03.10.2017 • NewsElaine BurridgeAsahi Kaseicarbon dioxide

Asahi Develops CO2 Route to Diphenyl Carbonate

(c) Asahi Kasei
(c) Asahi Kasei

Japan’s Asahi Kasei has developed a new and safer route to produce diphenyl carbonate (DPC), using carbon dioxide (CO2) as a feedstock instead of phosgene, which is highly toxic. DPC is a feedstock used to make polycarbonate (PC).

In the two-step process, DPC is produced via dialkyl carbonate (DRC), using catalysts to produce DRC from CO2 and alcohol in a first stage and then producing DPC from DRC and phenol in a second stage.

The Tokyo-headquartered group has built a plant at its Mizushima works in Urashiki, Okayama, where it has validated the process’s stability and operability from more than 1,000 hours of continuous operation. It said that, compared to the traditional process, the new technology successfully reduced energy consumption and CO2 emissions.

Work will now continue to verify the process’s economy and energy efficiency, as well as to further optimize operating conditions and equipment as the company progresses to commercialization.

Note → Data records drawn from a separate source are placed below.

//! The process-wide slot holding the active model-pair.
//!
//! Parsing happens before the lock is taken and decoding after it is
//! released; the mutex covers only the pointer swap. Snapshots are
//! reference-counted immutable values, so a replacement never mutates a
//! model a decode is reading; workers and inline decodes each hold some
//! past snapshot.

use std::sync::atomic::{AtomicBool, Ordering};
use std::sync::{Arc, Mutex};

use crate::model::ModelPair;

#[derive(Debug, Default)]
pub(crate) struct Registry {
    slot: Mutex<Option<Arc<ModelPair>>>,
    loaded: AtomicBool,
}

impl Registry {
    /// Install a parsed model-pair, dropping any previous one. Returns the
    /// snapshot for broadcast to workers.
    pub(crate) fn install(&self, pair: ModelPair) -> Arc<ModelPair> {
        let snapshot = Arc::new(pair);
        let mut slot = self.slot.lock().unwrap();
        let had_previous = slot.replace(Arc::clone(&snapshot)).is_some();
        self.loaded.store(true, Ordering::Release);
        drop(slot);
        if had_previous {
            log::info!("replaced the previously installed traffic model");
        }
        snapshot
    }

    /// Remove the installed model-pair, if any.
    pub(crate) fn clear(&self) {
        let mut slot = self.slot.lock().unwrap();
        self.loaded.store(false, Ordering::Release);
        if slot.take().is_some() {
            log::info!("cleared the installed traffic model");
        }
    }

    /// Fast lock-free check used by the accumulator entry points.
    pub(crate) fn is_loaded(&self) -> bool {
        self.loaded.load(Ordering::Acquire)
    }

    /// Current snapshot, if a model is installed.
    pub(crate) fn snapshot(&self) -> Option<Arc<ModelPair>> {
        self.slot.lock().unwrap().clone()
    }
}

#[cfg(test)]
mod tests {
    use super::*;

    #[test]
    fn starts_empty() {
        let reg = Registry::default();
        assert!(!reg.is_loaded());
        assert!(reg.snapshot().is_none());
    }

    #[test]
    fn install_replaces_and_clear_empties() {
        let reg = Registry::default();
        let first = reg.install(ModelPair::default());
        assert!(reg.is_loaded());
        let second = reg.install(ModelPair::default());
        assert!(!Arc::ptr_eq(&first, &second));
        assert!(Arc::ptr_eq(&reg.snapshot().expect("loaded"), &second));

        reg.clear();
        assert!(!reg.is_loaded());
        assert!(reg.snapshot().is_none());

        // A second clear is a no-op.
        reg.clear();
        assert!(!reg.is_loaded());
    }

    #[test]
    fn snapshots_outlive_replacement() {
        let reg = Registry::default();
        let old = reg.install(ModelPair::default());
        reg.install(ModelPair::default());
        // The old snapshot is still intact for any decode holding it.
        assert!(old.is_empty());
    }
}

Asahi Kasei said that validation of this process will strengthen and expand the group’s licensing business, which includes its non-phosgene PC technology that has been sold in countries such as China, South Korea, Taiwan, Russia and Saudi Arabia.

Asahi developed the DPC process as part of a project under Japan’s New Energy and Industrial Technology Development Organization (NEDO), which supports the development of energy-efficiency technologies.